§ Supplied entries:

use crate::geo::LatLng;
use crate::models::{PermitRecord, Truck};
use crate::query::TruckQuery;

const APPROVED: &str = "APPROVED";

/// Turns upstream permits into the trucks matching `query`.
///
/// A permit qualifies when it is approved, has a parseable location inside
/// the requested bounds, serves at least one of the requested foods and
/// carries the requested name. Each permit yields at most one truck.
pub fn select_trucks(permits: &[PermitRecord], query: &TruckQuery) -> Vec<Truck> {
    permits.iter().filter_map(|permit| to_truck(permit, query)).collect()
}

fn to_truck(permit: &PermitRecord, query: &TruckQuery) -> Option<Truck> {
    if permit.status != APPROVED {
        return None;
    }
    let location = permit.location.as_ref()?;
    let point = LatLng::new(location.latitude.trim().parse().ok()?, location.longitude.trim().parse().ok()?);
    if let Some(bounds) = &query.bounds {
        if !bounds.contains(&point) {
            return None;
        }
    }

    let fooditems = permit.fooditems.as_ref().map(|f| f.replace(':', ","));
    if !query.food.is_empty() {
        let items = fooditems.as_deref()?;
        if !query.food.iter().any(|food| contains_ignore_case(items, food)) {
            return None;
        }
    }
    if let Some(name) = &query.name {
        if permit.applicant.to_lowercase() != name.to_lowercase() {
            return None;
        }
    }

    Some(Truck {
        name: permit.applicant.clone(),
        address: permit.address.clone(),
        latitude: location.latitude.clone(),
        longitude: location.longitude.clone(),
        fooditems,
        schedule: permit.schedule.clone(),
    })
}

fn contains_ignore_case(haystack: &str, needle: &str) -> bool {
    haystack.to_lowercase().contains(&needle.to_lowercase())
}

§ Action item:
Report the lines above that contain "requested".

§ Task solution:
/// the requested bounds, serves at least one of the requested foods and
/// carries the requested name. Each permit yields at most one truck.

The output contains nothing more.